C’était, comme vous le suggérez, la caisse à ciel ouvert pour un certain nombre de personnes et de sociétés, sans doute de notre génération, mais aussi de celles qui nous ont précédés et suivis. Ne fallait-il pas développer de nouvelles entreprises, rendre l’éducation accessible à toutes les personnes en besoin de formation, ouvrir les hôpitaux à tous les malades et assurer un minimum de bien-être aux laissés pour compte de la société, toutes générations confondues ? S’il y a eu abus, erreurs d’appréciation, mauvaise organisation, ne faut-il pas en chercher la cause là où se prennent les orientations et là où se gèrent les décisions?

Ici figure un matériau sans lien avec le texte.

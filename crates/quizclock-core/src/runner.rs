//! Asks a single question and scores the answer.

use crate::error::QuizError;
use crate::model::QuestionRecord;
use crate::reader::{ReadHandle, ReadOutcome, ResponseReader};

/// Progress of a [`QuestionRunner`].
///
/// There is no cancelled state: a runner whose completion is never awaited
/// stays `Asked` and its record is left untouched.
#[derive(Debug, Clone, Copy, PartialEq, Eq)]
pub enum RunnerState {
    Pending,
    Asked,
    Scored,
}

/// Drives one [`QuestionRecord`] from asked to scored.
///
/// The runner mutates only its own record. The score increment is handed
/// back as the output of [`QuestionRunner::complete`] so the caller can race
/// it against a deadline and apply it to its own counters.
#[derive(Debug)]
pub struct QuestionRunner<'a> {
    record: &'a mut QuestionRecord,
    state: RunnerState,
}

impl<'a> QuestionRunner<'a> {
    pub fn new(record: &'a mut QuestionRecord) -> Self {
        Self {
            record,
            state: RunnerState::Pending,
        }
    }

    pub fn state(&self) -> RunnerState {
        self.state
    }

    pub fn prompt(&self) -> &str {
        self.record.prompt()
    }

    /// Start reading the answer in the background.
    pub fn ask(&mut self, reader: &ResponseReader) -> Result<ReadHandle, QuizError> {
        debug_assert_eq!(self.state, RunnerState::Pending);
        let handle = reader.begin_read()?;
        self.state = RunnerState::Asked;
        Ok(handle)
    }

    /// Wait for the answer, record it, and resolve with 1 if it was correct.
    ///
    /// End of stream and read failures count as an empty (wrong) answer.
    pub async fn complete(&mut self, handle: ReadHandle) -> u32 {
        debug_assert_eq!(self.state, RunnerState::Asked);
        let raw = match handle.outcome().await {
            ReadOutcome::Line(line) => line,
            ReadOutcome::EndOfStream => {
                tracing::debug!(prompt = self.record.prompt(), "input closed before answer");
                String::new()
            }
            ReadOutcome::Failed(e) => {
                tracing::warn!(prompt = self.record.prompt(), "failed to read answer: {e}");
                String::new()
            }
        };

        self.record.record_answer(&raw);
        self.state = RunnerState::Scored;
        tracing::debug!(
            prompt = self.record.prompt(),
            correct = self.record.is_correct(),
            "question scored"
        );
        u32::from(self.record.is_correct())
    }
}
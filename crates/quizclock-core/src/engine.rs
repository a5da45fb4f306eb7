//! Central quiz engine.
//!
//! Owns the question list and runs it against a single shared deadline. The
//! deadline is one countdown for the whole quiz: time spent on one question
//! is not given back to the next.

use std::future;
use std::io::{self, Read, Write};
use std::path::Path;
use std::sync::{Mutex, PoisonError};
use std::time::{Duration, SystemTime, UNIX_EPOCH};

use rand::rngs::StdRng;
use rand::seq::SliceRandom;
use rand::{Rng, SeedableRng};

use crate::error::QuizError;
use crate::model::QuestionRecord;
use crate::parser;
use crate::reader::ResponseReader;
use crate::report::ScoreReport;
use crate::runner::QuestionRunner;

/// Configuration for the quiz engine.
#[derive(Debug, Clone)]
pub struct QuizEngineConfig {
    /// Total time budget for the whole quiz. `None` or zero means unbounded.
    pub time_limit: Option<Duration>,
    /// Floor applied per question when a time limit is set.
    pub min_time_per_question: Duration,
}

impl Default for QuizEngineConfig {
    fn default() -> Self {
        Self {
            time_limit: None,
            min_time_per_question: Duration::from_secs(1),
        }
    }
}

impl QuizEngineConfig {
    /// Config with a limit given in whole seconds, where `0` means unbounded.
    pub fn with_time_limit_secs(secs: u64) -> Self {
        Self {
            time_limit: (secs > 0).then_some(Duration::from_secs(secs)),
            ..Self::default()
        }
    }
}

/// How a play session ended.
#[derive(Debug, Clone, Copy, PartialEq, Eq)]
pub enum PlayOutcome {
    /// Every question was answered.
    Completed,
    /// The deadline fired while waiting on the answer to `question` (1-based).
    TimedOut { question: usize },
}

/// Presentation hooks for a play session.
pub trait QuizReporter: Send + Sync {
    fn on_quiz_start(&self, total: usize, time_limit: Option<Duration>);
    fn on_question(&self, ordinal: usize, prompt: &str);
    fn on_time_up(&self, ordinal: usize);
}

/// No-op reporter.
pub struct NoopReporter;

impl QuizReporter for NoopReporter {
    fn on_quiz_start(&self, _: usize, _: Option<Duration>) {}
    fn on_question(&self, _: usize, _: &str) {}
    fn on_time_up(&self, _: usize) {}
}

/// Writes quiz text to a terminal-like stream.
pub struct ConsoleReporter<W> {
    out: Mutex<W>,
}

impl ConsoleReporter<io::Stdout> {
    pub fn stdout() -> Self {
        Self::new(io::stdout())
    }
}

impl<W: Write + Send> ConsoleReporter<W> {
    pub fn new(out: W) -> Self {
        Self {
            out: Mutex::new(out),
        }
    }

    pub fn into_inner(self) -> W {
        self.out.into_inner().unwrap_or_else(PoisonError::into_inner)
    }

    fn emit(&self, args: std::fmt::Arguments<'_>) {
        let mut out = self.out.lock().unwrap_or_else(PoisonError::into_inner);
        if let Err(e) = out.write_fmt(args).and_then(|()| out.flush()) {
            tracing::warn!("failed to write quiz output: {e}");
        }
    }
}

impl<W: Write + Send> QuizReporter for ConsoleReporter<W> {
    fn on_quiz_start(&self, total: usize, time_limit: Option<Duration>) {
        self.emit(format_args!(
            "Please answer the following {total} questions:\n"
        ));
        if let Some(limit) = time_limit {
            self.emit(format_args!(
                "(You have {} seconds to finish!)\n",
                limit.as_secs()
            ));
        }
    }

    fn on_question(&self, ordinal: usize, prompt: &str) {
        self.emit(format_args!("{ordinal}: {prompt} = ? "));
    }

    fn on_time_up(&self, _: usize) {
        self.emit(format_args!("\nSorry, your time has run out!\n"));
    }
}

#[derive(Debug, Clone, Copy, PartialEq, Eq)]
enum Phase {
    Ready,
    Played,
}

/// A single-use timed quiz.
#[derive(Debug)]
pub struct QuizEngine {
    questions: Vec<QuestionRecord>,
    config: QuizEngineConfig,
    asked: usize,
    answered: usize,
    correct: usize,
    phase: Phase,
}

impl QuizEngine {
    pub fn new(questions: Vec<QuestionRecord>, config: QuizEngineConfig) -> Self {
        Self {
            questions,
            config,
            asked: 0,
            answered: 0,
            correct: 0,
            phase: Phase::Ready,
        }
    }

    /// Build a quiz from a CSV question file. Any bad row fails the import.
    pub fn import(path: &Path, config: QuizEngineConfig) -> Result<Self, QuizError> {
        Ok(Self::new(parser::parse_question_file(path)?, config))
    }

    /// Build a quiz from CSV read out of `reader`.
    pub fn import_from_reader<R: Read>(
        reader: R,
        config: QuizEngineConfig,
    ) -> Result<Self, QuizError> {
        Ok(Self::new(parser::parse_questions(reader)?, config))
    }

    pub fn questions(&self) -> &[QuestionRecord] {
        &self.questions
    }

    pub fn asked_count(&self) -> usize {
        self.asked
    }

    pub fn answered_count(&self) -> usize {
        self.answered
    }

    pub fn correct_count(&self) -> usize {
        self.correct
    }

    /// Shuffle the questions and return the seed used.
    ///
    /// Without an explicit seed the current time is used.
    pub fn shuffle(&mut self, seed: Option<u64>) -> Result<u64, QuizError> {
        let seed = seed.unwrap_or_else(time_seed);
        let mut rng = StdRng::seed_from_u64(seed);
        self.shuffle_with(&mut rng)?;
        tracing::debug!(seed, "shuffled questions");
        Ok(seed)
    }

    /// Shuffle the questions with a caller-supplied generator.
    pub fn shuffle_with<R: Rng + ?Sized>(&mut self, rng: &mut R) -> Result<(), QuizError> {
        if self.phase == Phase::Played {
            return Err(QuizError::AlreadyPlayed);
        }
        self.questions.shuffle(rng);
        Ok(())
    }

    /// The deadline `play` will run under, after the per-question floor.
    pub fn effective_time_limit(&self) -> Option<Duration> {
        let limit = self.config.time_limit.filter(|limit| !limit.is_zero())?;
        let count = u32::try_from(self.questions.len()).unwrap_or(u32::MAX);
        let floor = self.config.min_time_per_question.saturating_mul(count);
        Some(limit.max(floor))
    }

    /// Ask every question in order, racing each answer against the deadline.
    ///
    /// When the deadline fires the pending read is abandoned, not cancelled,
    /// and no further questions are asked.
    ///
    /// If a read cannot be started the prompt is not shown and the error is
    /// returned; the counters and `score` then cover only the questions
    /// before it.
    pub async fn play(
        &mut self,
        reader: &ResponseReader,
        reporter: &dyn QuizReporter,
    ) -> Result<PlayOutcome, QuizError> {
        if self.phase == Phase::Played {
            return Err(QuizError::AlreadyPlayed);
        }
        self.phase = Phase::Played;

        let total = self.questions.len();
        let time_limit = self.effective_time_limit();
        reporter.on_quiz_start(total, time_limit);
        tracing::info!(questions = total, ?time_limit, "starting quiz");

        let timer = time_limit.map(tokio::time::sleep);
        let deadline = async move {
            match timer {
                Some(timer) => timer.await,
                None => future::pending::<()>().await,
            }
        };
        tokio::pin!(deadline);

        for (index, record) in self.questions.iter_mut().enumerate() {
            let ordinal = index + 1;
            let mut runner = QuestionRunner::new(record);
            let handle = runner.ask(reader)?;

            self.asked += 1;
            reporter.on_question(ordinal, runner.prompt());

            tokio::select! {
                biased;
                () = &mut deadline => {
                    reporter.on_time_up(ordinal);
                    tracing::info!(
                        question = ordinal,
                        answered = self.answered,
                        pending_reads = reader.pending_reads(),
                        "time limit reached, abandoning pending read"
                    );
                    return Ok(PlayOutcome::TimedOut { question: ordinal });
                }
                increment = runner.complete(handle) => {
                    self.answered += 1;
                    self.correct += increment as usize;
                }
            }
        }

        tracing::info!(
            answered = self.answered,
            correct = self.correct,
            "quiz complete"
        );
        Ok(PlayOutcome::Completed)
    }

    /// Tally the run.
    pub fn score(&self) -> ScoreReport {
        let misses = self
            .questions
            .iter()
            .filter_map(QuestionRecord::describe_if_wrong)
            .collect();

        ScoreReport::new(
            self.questions.len(),
            self.asked,
            self.answered,
            self.correct,
            misses,
        )
    }
}

fn time_seed() -> u64 {
    SystemTime::now()
        .duration_since(UNIX_EPOCH)
        .map(|d| d.as_nanos() as u64)
        .unwrap_or_default()
}
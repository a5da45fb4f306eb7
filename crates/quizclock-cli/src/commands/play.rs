//! The `quizclock play` command.

use std::path::PathBuf;

use anyhow::Result;

use quizclock_core::engine::{ConsoleReporter, QuizEngine, QuizEngineConfig};
use quizclock_core::reader::ResponseReader;

use crate::config::load_config_from;

pub async fn execute(
    problems: Option<PathBuf>,
    limit: Option<u64>,
    shuffle: bool,
    seed: Option<u64>,
    format: String,
    config_path: Option<PathBuf>,
) -> Result<()> {
    anyhow::ensure!(
        matches!(format.as_str(), "text" | "json"),
        "unknown format '{format}', expected 'text' or 'json'"
    );

    let config = load_config_from(config_path.as_deref())?;

    let problems = problems.unwrap_or(config.problems);
    let limit = limit.unwrap_or(config.time_limit_secs);
    let seed = seed.or(config.seed);
    let shuffle = shuffle || config.shuffle || seed.is_some();

    let mut engine = QuizEngine::import(&problems, QuizEngineConfig::with_time_limit_secs(limit))?;

    if shuffle {
        let seed = engine.shuffle(seed)?;
        tracing::info!(seed, "questions shuffled");
    }

    let reader = ResponseReader::stdin();
    let reporter = ConsoleReporter::stdout();
    let outcome = engine.play(&reader, &reporter).await?;
    tracing::debug!(?outcome, "play finished");

    let report = engine.score();
    if format == "json" {
        println!();
        println!("{}", serde_json::to_string_pretty(&report)?);
    } else {
        print!("{report}");
    }

    Ok(())
}
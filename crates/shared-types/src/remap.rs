//! # Identifier Remap Table
//!
//! Correlates identifiers from the exporting deployment with the ones
//! assigned on import. Every downstream step (foreign-key rewriting,
//! bookkeeping, naming reconciliation) reads from this table.
//!
//! ## Invariants
//!
//! - The table only grows: an entry, once written, is never altered.
//! - Re-inserting an identical entry is a no-op; inserting a different one
//!   for the same `(kind, old id)` is a `RemapConflict`.

use crate::entities::{KindName, PrimaryKey};
use serde::{Deserialize, Serialize};
use std::collections::{BTreeMap, BTreeSet};
use thiserror::Error;

/// How an imported record came to exist.
#[derive(Debug, Clone, Copy, PartialEq, Eq, PartialOrd, Ord, Hash, Serialize, Deserialize)]
pub enum Provenance {
    /// A new row was written.
    Inserted,
    /// The record was matched to a row that already existed.
    Existing,
    /// An existing row was overwritten with the record's contents.
    Overwritten,
}

/// Target of one translation.
#[derive(Debug, Clone, PartialEq, Eq, Serialize, Deserialize)]
pub struct RemapEntry {
    /// Identifier in the importing deployment.
    pub new_id: PrimaryKey,
    /// How the row came to exist.
    pub provenance: Provenance,
    /// Final natural name (slug, username), when the kind has one.
    pub natural_name: Option<String>,
}

/// Attempt to rewrite an existing translation.
#[derive(Debug, Clone, PartialEq, Eq, Error)]
#[error("remap conflict for {kind} old id {old_id}: {existing:?} would be replaced by {incoming:?}")]
pub struct RemapConflict {
    /// Kind of the conflicting entry.
    pub kind: KindName,
    /// Source identifier.
    pub old_id: PrimaryKey,
    /// Entry already in the table.
    pub existing: RemapEntry,
    /// Entry that tried to replace it.
    pub incoming: RemapEntry,
}

/// `(kind, old id) → (new id, provenance, natural name)`.
#[derive(Debug, Clone, Default, PartialEq, Eq, Serialize, Deserialize)]
pub struct PrimaryKeyMap {
    mapping: BTreeMap<KindName, BTreeMap<PrimaryKey, RemapEntry>>,
}

impl PrimaryKeyMap {
    /// Create an empty table.
    pub fn new() -> Self {
        Self::default()
    }

    /// Full entry for `(kind, old_id)`.
    pub fn get(&self, kind: &KindName, old_id: PrimaryKey) -> Option<&RemapEntry> {
        self.mapping.get(kind).and_then(|m| m.get(&old_id))
    }

    /// New identifier for `(kind, old_id)`.
    pub fn get_new_id(&self, kind: &KindName, old_id: PrimaryKey) -> Option<PrimaryKey> {
        self.get(kind, old_id).map(|e| e.new_id)
    }

    /// Provenance for `(kind, old_id)`.
    pub fn get_provenance(&self, kind: &KindName, old_id: PrimaryKey) -> Option<Provenance> {
        self.get(kind, old_id).map(|e| e.provenance)
    }

    /// Natural name for `(kind, old_id)`.
    pub fn get_natural_name(&self, kind: &KindName, old_id: PrimaryKey) -> Option<&str> {
        self.get(kind, old_id).and_then(|e| e.natural_name.as_deref())
    }

    /// Record one translation.
    pub fn insert(
        &mut self,
        kind: &KindName,
        old_id: PrimaryKey,
        new_id: PrimaryKey,
        provenance: Provenance,
        natural_name: Option<String>,
    ) -> Result<(), RemapConflict> {
        let entry = RemapEntry {
            new_id,
            provenance,
            natural_name,
        };
        self.check(kind, old_id, &entry)?;
        self.mapping
            .entry(kind.clone())
            .or_default()
            .insert(old_id, entry);
        Ok(())
    }

    /// Merge `other` into this table.
    ///
    /// Either every entry of `other` is merged or, on conflict, none is.
    pub fn extend(&mut self, other: PrimaryKeyMap) -> Result<(), RemapConflict> {
        for (kind, entries) in &other.mapping {
            for (old_id, entry) in entries {
                self.check(kind, *old_id, entry)?;
            }
        }
        for (kind, entries) in other.mapping {
            self.mapping.entry(kind).or_default().extend(entries);
        }
        Ok(())
    }

    /// Subset restricted to `kinds` and, if given, to `provenances`.
    pub fn partition(
        &self,
        kinds: &BTreeSet<KindName>,
        provenances: Option<&BTreeSet<Provenance>>,
    ) -> PrimaryKeyMap {
        let mapping = self
            .mapping
            .iter()
            .filter(|(kind, _)| kinds.contains(*kind))
            .map(|(kind, entries)| {
                let kept = entries
                    .iter()
                    .filter(|(_, e)| provenances.map_or(true, |p| p.contains(&e.provenance)))
                    .map(|(old, e)| (*old, e.clone()))
                    .collect::<BTreeMap<_, _>>();
                (kind.clone(), kept)
            })
            .filter(|(_, entries)| !entries.is_empty())
            .collect();
        PrimaryKeyMap { mapping }
    }

    /// Entries of one kind in old-id order.
    pub fn entries<'a>(
        &'a self,
        kind: &KindName,
    ) -> impl Iterator<Item = (PrimaryKey, &'a RemapEntry)> + 'a {
        self.mapping
            .get(kind)
            .into_iter()
            .flat_map(|m| m.iter().map(|(old, e)| (*old, e)))
    }

    /// Kinds with at least one entry.
    pub fn kinds(&self) -> impl Iterator<Item = &KindName> {
        self.mapping.keys()
    }

    /// Number of entries for one kind.
    pub fn len_for(&self, kind: &KindName) -> usize {
        self.mapping.get(kind).map_or(0, BTreeMap::len)
    }

    /// Total number of entries.
    pub fn len(&self) -> usize {
        self.mapping.values().map(BTreeMap::len).sum()
    }

    /// Whether the table holds no entry.
    pub fn is_empty(&self) -> bool {
        self.len() == 0
    }

    fn check(
        &self,
        kind: &KindName,
        old_id: PrimaryKey,
        incoming: &RemapEntry,
    ) -> Result<(), RemapConflict> {
        match self.get(kind, old_id) {
            Some(existing) if existing != incoming => Err(RemapConflict {
                kind: kind.clone(),
                old_id,
                existing: existing.clone(),
                incoming: incoming.clone(),
            }),
            _ => Ok(()),
        }
    }
}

 Alors pourquoi, pour expliquer la dette, ne pas parler directement des problèmes de gestion et d’administration, des choix politiques, économiques et sociaux inappropriés, d’abus de pouvoir dans certains cas,  de classes sociales peu préoccupées du bien commun de l’ensemble de la société plutôt que de ramener le tout à notre génération plutôt égoïste, irresponsable et peu soucieuse de l’héritage à laisser à ses enfants ? Vous serez d’accord pour dire avec moi qu’une Société ne saurait se ramener à une « génération ». Elle est essentiellement faite de toutes les générations qui lui sont contemporaines 

 

 

Des années 1950 à aujourd’hui, beaucoup de chemin a été parcouru. Nos parents n’ont pas eu besoin de créer le conflit des générations pour nous ouvrir les portes de l’avenir et nous confier le développement du Québec. S’il y a eu des ratés, de grâce, qu’on n’en fasse pas porter le fardeau sur ceux qui n’y sont pour rien.  

 

Ces temps-ci, pour qui écoute la télévision et lit les journaux, il n’est pas nécessaire d’attiser le conflit des générations. Il s’attise déjà suffisamment par lui-même et dans bien des cas de façon tragique. De grâce, Monsieur Bouchard, n’ajoutons pas consciemment ou non, par certains de nos propos, aux drames qui hantent la vie de tellement de familles.